Lire aussi :  Contrôle technique automobile à Provins 77 : Sécurité sur la route

Un expert automobile, Bernard Jullien, résume l’approche, Stellantis veut taper plus bas en matière de prix. Cette phrase dit beaucoup. Le groupe assume que le segment est devenu trop cher, et qu’il y a une place pour une voiture plus accessible, surtout pour les ménages modestes ou pour les foyers qui cherchent une seconde voiture. C’est aussi une manière de récupérer des clients partis vers l’occasion ou vers des alternatives plus radicales.

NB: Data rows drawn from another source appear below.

//! Shared page behaviors: navigation, cookie consent, page settling
//!
//! `PageContext` is the capability object injected into every page type
//! (composition instead of a base-class hierarchy). It owns the interaction
//! helper, the storefront base URL, and the navigation timeout.

use std::time::{Duration, Instant};

use thirtyfour::prelude::*;
use tracing::debug;
use url::Url;

use crate::error::{PageError, PageResult};
use crate::interact::{Interactor, POLL_INTERVAL};
use crate::locator::{Locator, CONSENT_PROMPTS};

/// Per-candidate wait while probing consent banners. Short and best-effort:
/// most page loads have no banner at all.
const CONSENT_WAIT: Duration = Duration::from_secs(2);

/// Default bounded wait for visibility probes.
const PROBE_WAIT: Duration = Duration::from_secs(5);

/// Quiescence delay after the document reports complete. WebDriver exposes
/// no network-idle signal, so readiness plus a short settle approximates it.
const SETTLE_DELAY: Duration = Duration::from_millis(300);

/// Shared behaviors available on every screen.
#[derive(Clone)]
pub struct PageContext {
    interactor: Interactor,
    base_url: Url,
    nav_timeout: Duration,
}

impl PageContext {
    pub fn new(interactor: Interactor, base_url: Url, nav_timeout: Duration) -> Self {
        Self {
            interactor,
            base_url,
            nav_timeout,
        }
    }

    pub fn interactor(&self) -> &Interactor {
        &self.interactor
    }

    pub fn driver(&self) -> &WebDriver {
        self.interactor.driver()
    }

    pub fn base_url(&self) -> &Url {
        &self.base_url
    }

    /// Load a path relative to the base URL, then unconditionally attempt
    /// consent dismissal.
    pub async fn navigate(&self, path: &str) -> PageResult<()> {
        let url = self
            .base_url
            .join(path)
            .map_err(|err| PageError::InvalidConfig(format!("invalid path {path:?}: {err}")))?;
        debug!(%url, "navigating");
        self.driver().goto(url.as_str()).await?;
        self.handle_cookie_consent().await;
        Ok(())
    }

    /// Probe the ordered consent candidates and click the first one visible
    /// within a short bounded wait. Best-effort and idempotent: if no banner
    /// exists, or one vanishes between probe and click, the next candidate
    /// is tried and the call completes silently.
    pub async fn handle_cookie_consent(&self) {
        for prompt in CONSENT_PROMPTS {
            let by = prompt.by();
            let found = self
                .driver()
                .query(by)
                .wait(CONSENT_WAIT, POLL_INTERVAL)
                .first()
                .await;
            if let Ok(button) = found {
                if button.is_displayed().await.unwrap_or(false) && button.click().await.is_ok() {
                    debug!(prompt = ?prompt, "dismissed cookie consent");
                    break;
                }
            }
        }
    }

    /// Block until the document reports itself complete, then allow a short
    /// quiescence delay for in-flight rendering.
    pub async fn wait_for_page_load(&self) -> PageResult<()> {
        let deadline = Instant::now() + self.nav_timeout;
        loop {
            let state = self
                .driver()
                .execute("return document.readyState;", Vec::new())
                .await?;
            if state.json().as_str() == Some("complete") {
                break;
            }
            if Instant::now() >= deadline {
                return Err(PageError::Timeout {
                    what: "page load".to_string(),
                    timeout_ms: self.nav_timeout.as_millis() as u64,
                });
            }
            tokio::time::sleep(POLL_INTERVAL).await;
        }
        tokio::time::sleep(SETTLE_DELAY).await;
        Ok(())
    }

    /// Bounded visibility probe; absent elements answer `false`.
    pub async fn is_visible(&self, locator: &Locator) -> bool {
        self.interactor.is_visible(locator.by(), PROBE_WAIT).await
    }

    pub async fn title(&self) -> PageResult<String> {
        Ok(self.driver().title().await?)
    }

    pub async fn current_url(&self) -> PageResult<Url> {
        Ok(self.driver().current_url().await?)
    }

    /// End the underlying WebDriver session.
    pub async fn quit(self) -> PageResult<()> {
        self.driver().clone().quit().await?;
        Ok(())
    }
}
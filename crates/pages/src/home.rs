//! Home page: product grid, cart badge, top navigation

use std::time::Duration;

use thirtyfour::By;

use crate::error::{PageError, PageResult};
use crate::locator::Locator;
use crate::page::PageContext;

const PRODUCT_CARDS: Locator = Locator::DataTestPrefix("product-");
// Attribute hooks are missing on some deployments; fall back to link shape.
const PRODUCT_LINK_FALLBACK: Locator = Locator::Css(r#"a[href*="/product/"]"#);
const NAV_CART: Locator = Locator::DataTest("nav-cart");
const CART_BADGE: Locator = Locator::Css(r#"[data-test="nav-cart"] span"#);

/// Empty carts render no badge at all, so the probe here stays short.
const BADGE_WAIT: Duration = Duration::from_secs(2);

pub struct HomePage {
    ctx: PageContext,
}

impl HomePage {
    pub fn new(ctx: PageContext) -> Self {
        Self { ctx }
    }

    /// Open the storefront landing page and wait for it to settle.
    pub async fn open(&self) -> PageResult<()> {
        self.ctx.navigate("/").await?;
        self.ctx.wait_for_page_load().await
    }

    /// Click the n-th product card (0-based) in the rendered grid.
    ///
    /// Positional indices depend on the external page ordering and are
    /// fragile by construction; scenarios pin them through the fixture
    /// catalog rather than re-deriving them.
    pub async fn click_product_by_index(&self, index: usize) -> PageResult<()> {
        let interactor = self.ctx.interactor();
        let mut cards = interactor.elements(PRODUCT_CARDS.by()).await?;
        if cards.is_empty() {
            cards = interactor.elements(PRODUCT_LINK_FALLBACK.by()).await?;
        }
        let available = cards.len();
        let card = cards
            .into_iter()
            .nth(index)
            .ok_or(PageError::ProductIndex { index, available })?;
        card.scroll_into_view().await?;
        card.click().await?;
        self.ctx.wait_for_page_load().await
    }

    /// Click a product link by its visible name.
    pub async fn click_product_by_name(&self, name: &str) -> PageResult<()> {
        let by = By::XPath(&format!("//a[contains(normalize-space(.),'{name}')]"));
        self.ctx.interactor().click(by).await?;
        self.ctx.wait_for_page_load().await
    }

    /// Item count shown on the navigation cart badge; 0 when the badge is
    /// absent or empty (no items yet).
    pub async fn cart_count(&self) -> PageResult<u32> {
        let interactor = self.ctx.interactor();
        if !interactor.is_visible(CART_BADGE.by(), BADGE_WAIT).await {
            return Ok(0);
        }
        let text = interactor.text_of(CART_BADGE.by()).await?;
        Ok(text.trim().parse().unwrap_or(0))
    }

    /// Open the cart/checkout page.
    pub async fn go_to_cart(&self) -> PageResult<()> {
        self.ctx.interactor().click(NAV_CART.by()).await?;
        self.ctx.wait_for_page_load().await
    }
}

La comparaison avec la Citroën Ami est inévitable, même si ce n’est pas la même catégorie. L’Ami, lancée en 2020, incarne une mobilité ultra-minimaliste, mais ce n’est pas une voiture au sens classique, c’est un quadricycle. L’e-car de Stellantis serait, elle, une vraie voiture homologuée, avec permis, utilisable plus largement. La nuance est majeure, mais elle implique aussi des coûts supérieurs, donc une pression plus forte pour rester sous 15.000 euros.

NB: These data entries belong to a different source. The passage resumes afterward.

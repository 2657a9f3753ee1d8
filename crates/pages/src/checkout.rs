//! Multi-step checkout: cart review, guest sign-in, billing address, payment
//!
//! The storefront's checkout is four forward-only phases, each advanced by
//! an explicit proceed action. The phases are modeled as a typestate:
//! `Checkout<Cart> -> Checkout<Guest> -> Checkout<Billing> ->
//! Checkout<Payment>`. Each transition consumes the previous phase value,
//! so out-of-order calls are rejected at compile time instead of relying on
//! the external page to refuse them. There is no retry and no rollback; a
//! failed fill or click raises to the caller.

use std::marker::PhantomData;
use std::time::Duration;

use thirtyfour::By;

use crate::error::PageResult;
use crate::locator::{self, Locator};
use crate::messages;
use crate::model::{BillingAddress, CreditCardPayment, GuestUser, PaymentMethod};
use crate::page::PageContext;

// Cart step
const PROCEED_FROM_CART: Locator = Locator::DataTest("proceed-1");
const CART_ROWS: Locator = Locator::Css("tbody tr");

// Guest sign-in step
const GUEST_TAB: Locator = Locator::Role {
    role: "tab",
    name: "Continue as Guest",
};
const GUEST_EMAIL: Locator = Locator::DataTest("guest-email");
const GUEST_FIRST_NAME: Locator = Locator::DataTest("guest-first-name");
const GUEST_LAST_NAME: Locator = Locator::DataTest("guest-last-name");
const GUEST_SUBMIT: Locator = Locator::DataTest("guest-submit");
const PROCEED_FROM_GUEST: Locator = Locator::DataTest("proceed-2-guest");

// Billing address step
const STREET: Locator = Locator::DataTest("street");
const CITY: Locator = Locator::DataTest("city");
const STATE: Locator = Locator::DataTest("state");
const COUNTRY: Locator = Locator::DataTest("country");
const POSTAL_CODE: Locator = Locator::DataTest("postal_code");
const PROCEED_FROM_BILLING: Locator = Locator::DataTest("proceed-3");

// Payment step
const PAYMENT_METHOD: Locator = Locator::DataTest("payment-method");
const CARD_NUMBER: Locator = Locator::DataTest("credit_card_number");
const EXPIRATION_DATE: Locator = Locator::DataTest("expiration_date");
const CVV: Locator = Locator::DataTest("cvv");
const CARD_HOLDER: Locator = Locator::DataTest("card_holder_name");
const FINISH: Locator = Locator::DataTest("finish");

const SUCCESS_WAIT: Duration = Duration::from_secs(10);
const REJECTION_WAIT: Duration = Duration::from_secs(2);

/// Cart review phase marker.
pub struct Cart;
/// Guest sign-in phase marker.
pub struct Guest;
/// Billing address phase marker.
pub struct Billing;
/// Payment phase marker.
pub struct Payment;

/// The checkout flow at a given phase.
pub struct Checkout<Phase> {
    ctx: PageContext,
    _phase: PhantomData<Phase>,
}

fn at<Phase>(ctx: PageContext) -> Checkout<Phase> {
    Checkout {
        ctx,
        _phase: PhantomData,
    }
}

/// Cart table rows minus the structural totals row; zero rows stays zero.
pub fn items_in_table(rows: usize) -> usize {
    rows.saturating_sub(1)
}

impl Checkout<Cart> {
    /// Attach to the checkout flow at the cart review step, reached via
    /// [`crate::HomePage::go_to_cart`].
    pub fn at_cart(ctx: PageContext) -> Self {
        at(ctx)
    }

    /// Number of items in the cart table. The table reserves one row for
    /// the totals line; callers must not re-derive that subtraction.
    pub async fn item_count(&self) -> PageResult<usize> {
        let rows = self.ctx.interactor().count_of(CART_ROWS.by()).await?;
        Ok(items_in_table(rows))
    }

    /// Rendered cart total, e.g. "$48.41".
    pub async fn cart_total(&self) -> PageResult<String> {
        let by = By::XPath("//tr[td[contains(normalize-space(.),'Total')]]/td[last()]");
        self.ctx.interactor().text_of(by).await
    }

    /// Advance to the guest sign-in step.
    pub async fn proceed(self) -> PageResult<Checkout<Guest>> {
        self.ctx.interactor().click(PROCEED_FROM_CART.by()).await?;
        self.ctx.wait_for_page_load().await?;
        Ok(at(self.ctx))
    }
}

impl Checkout<Guest> {
    /// Fill and submit the guest form, then advance to billing.
    pub async fn continue_as_guest(self, guest: &GuestUser) -> PageResult<Checkout<Billing>> {
        let interactor = self.ctx.interactor();
        interactor.click(GUEST_TAB.by()).await?;
        interactor.fill(GUEST_EMAIL.by(), &guest.email).await?;
        interactor.fill(GUEST_FIRST_NAME.by(), &guest.first_name).await?;
        interactor.fill(GUEST_LAST_NAME.by(), &guest.last_name).await?;
        interactor.click(GUEST_SUBMIT.by()).await?;
        self.ctx.wait_for_page_load().await?;
        self.ctx.interactor().click(PROCEED_FROM_GUEST.by()).await?;
        self.ctx.wait_for_page_load().await?;
        Ok(at(self.ctx))
    }

    /// Submit the guest form as-is, without advancing the typestate.
    /// Negative-path probe: with required fields empty the page must stay
    /// on this step.
    pub async fn submit_guest_form(&self) -> PageResult<()> {
        self.ctx.interactor().click(GUEST_SUBMIT.by()).await?;
        self.ctx.wait_for_page_load().await
    }

    /// Whether the guest sign-in form is still the active step.
    pub async fn is_on_guest_step(&self) -> bool {
        self.ctx.is_visible(&GUEST_EMAIL).await
    }
}

impl Checkout<Billing> {
    /// Fill the billing address and advance to payment.
    pub async fn fill_billing_address(
        self,
        address: &BillingAddress,
    ) -> PageResult<Checkout<Payment>> {
        let interactor = self.ctx.interactor();
        interactor.fill(STREET.by(), &address.street).await?;
        interactor.fill(CITY.by(), &address.city).await?;
        interactor.fill(STATE.by(), &address.state).await?;
        interactor.fill(COUNTRY.by(), &address.country).await?;
        interactor.fill(POSTAL_CODE.by(), &address.postal_code).await?;
        interactor.click(PROCEED_FROM_BILLING.by()).await?;
        self.ctx.wait_for_page_load().await?;
        Ok(at(self.ctx))
    }
}

/// Which rejection surface the payment step shows for invalid input.
#[derive(Debug, Clone, Copy, PartialEq, Eq)]
pub enum PaymentRejection {
    /// An inline validation message is visible.
    ErrorMessage,
    /// The finish control is disabled.
    FinishDisabled,
    /// Neither surface fired; the input was accepted.
    NotRejected,
}

impl Checkout<Payment> {
    /// Select Credit Card, enter the card details, and submit.
    pub async fn pay_with_card(&self, card: &CreditCardPayment) -> PageResult<()> {
        self.enter_card_details(card).await?;
        self.finish().await
    }

    /// Select Credit Card and fill the card fields without submitting.
    /// Used by negative-path scenarios that inspect the validation surface.
    pub async fn enter_card_details(&self, card: &CreditCardPayment) -> PageResult<()> {
        let interactor = self.ctx.interactor();
        interactor
            .select_option(PAYMENT_METHOD.by(), PaymentMethod::CreditCard.label())
            .await?;
        interactor.fill(CARD_NUMBER.by(), &card.card_number).await?;
        interactor
            .fill(EXPIRATION_DATE.by(), &card.expiration_date)
            .await?;
        interactor.fill(CVV.by(), &card.cvv).await?;
        interactor
            .fill(CARD_HOLDER.by(), &card.card_holder_name)
            .await?;
        Ok(())
    }

    /// Pay with a non-card method: select it and submit.
    pub async fn pay_with(&self, method: PaymentMethod) -> PageResult<()> {
        self.ctx
            .interactor()
            .select_option(PAYMENT_METHOD.by(), method.label())
            .await?;
        self.finish().await
    }

    async fn finish(&self) -> PageResult<()> {
        self.ctx.interactor().click(FINISH.by()).await?;
        self.ctx.wait_for_page_load().await
    }

    /// Bounded probe for the success banner. Returns a boolean, not an
    /// assertion; callers decide pass/fail.
    pub async fn is_payment_successful(&self) -> bool {
        self.ctx
            .interactor()
            .is_visible(locator::text_xpath(messages::PAYMENT_SUCCESSFUL), SUCCESS_WAIT)
            .await
    }

    /// Inspect how the page rejected the current input. The storefront uses
    /// either an inline message or a disabled finish control depending on
    /// which field validation fires; the message is checked first, then the
    /// control state.
    pub async fn rejection(&self) -> PageResult<PaymentRejection> {
        let interactor = self.ctx.interactor();
        if interactor
            .is_visible(locator::text_xpath(messages::INVALID_DATE_FORMAT), REJECTION_WAIT)
            .await
        {
            return Ok(PaymentRejection::ErrorMessage);
        }
        if !interactor.is_enabled(FINISH.by()).await? {
            return Ok(PaymentRejection::FinishDisabled);
        }
        Ok(PaymentRejection::NotRejected)
    }
}

#[cfg(test)]
mod tests {
    use super::*;

    #[test]
    fn totals_row_is_excluded_from_item_count() {
        assert_eq!(items_in_table(4), 3);
        assert_eq!(items_in_table(2), 1);
    }

    #[test]
    fn empty_table_counts_zero_without_underflow() {
        assert_eq!(items_in_table(0), 0);
        assert_eq!(items_in_table(1), 0);
    }

    #[test]
    fn checkout_selectors_use_the_data_test_contract() {
        for hook in [
            PROCEED_FROM_CART,
            GUEST_EMAIL,
            GUEST_SUBMIT,
            STREET,
            POSTAL_CODE,
            PAYMENT_METHOD,
            FINISH,
        ] {
            assert!(matches!(hook, Locator::DataTest(_)));
        }
    }
}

Si tu veux une critique, la voilà, la bataille du prix ne se gagne pas seulement avec une annonce. Renault a déjà l’avantage de la perception, une marque qui a remis des icônes sur la route et qui occupe l’espace médiatique. Stellantis devra montrer du concret, un concept-car, une fiche technique, un ordre d’idée d’autonomie, et surtout une cohérence de gamme. Sinon, l’annonce peut rester un effet d’attente jusqu’en 2028, avec le risque de lasser.

Technologies européennes ou chinoises, Stellantis face à la concurrence low-cost

Pour réussir une électrique sous 15.000 euros, Stellantis parle de technologies électriques de pointe développées avec des partenaires sélectionnés. Dans les informations disponibles, une option est mise sur la table, des organes techniques qui pourraient être européens, voire chinois. Le sujet est sensible, parce qu’il touche à la fois au coût, à l’image, et à la dépendance industrielle, trois thèmes qui pèsent lourd dans l’automobile en 2026.

Le groupe est aussi confronté à la montée en puissance des constructeurs chinois à bas coût, capables d’arriver avec des prix agressifs. Stellantis répond en voulant produire en Europe, mais en s’autorisant des solutions technologiques globalisées si nécessaire. C’est une ligne de crête. Trop d’éléments importés, et le discours made in Europe perd en force. Pas assez d’optimisation, et le prix final remonte au-dessus de la promesse.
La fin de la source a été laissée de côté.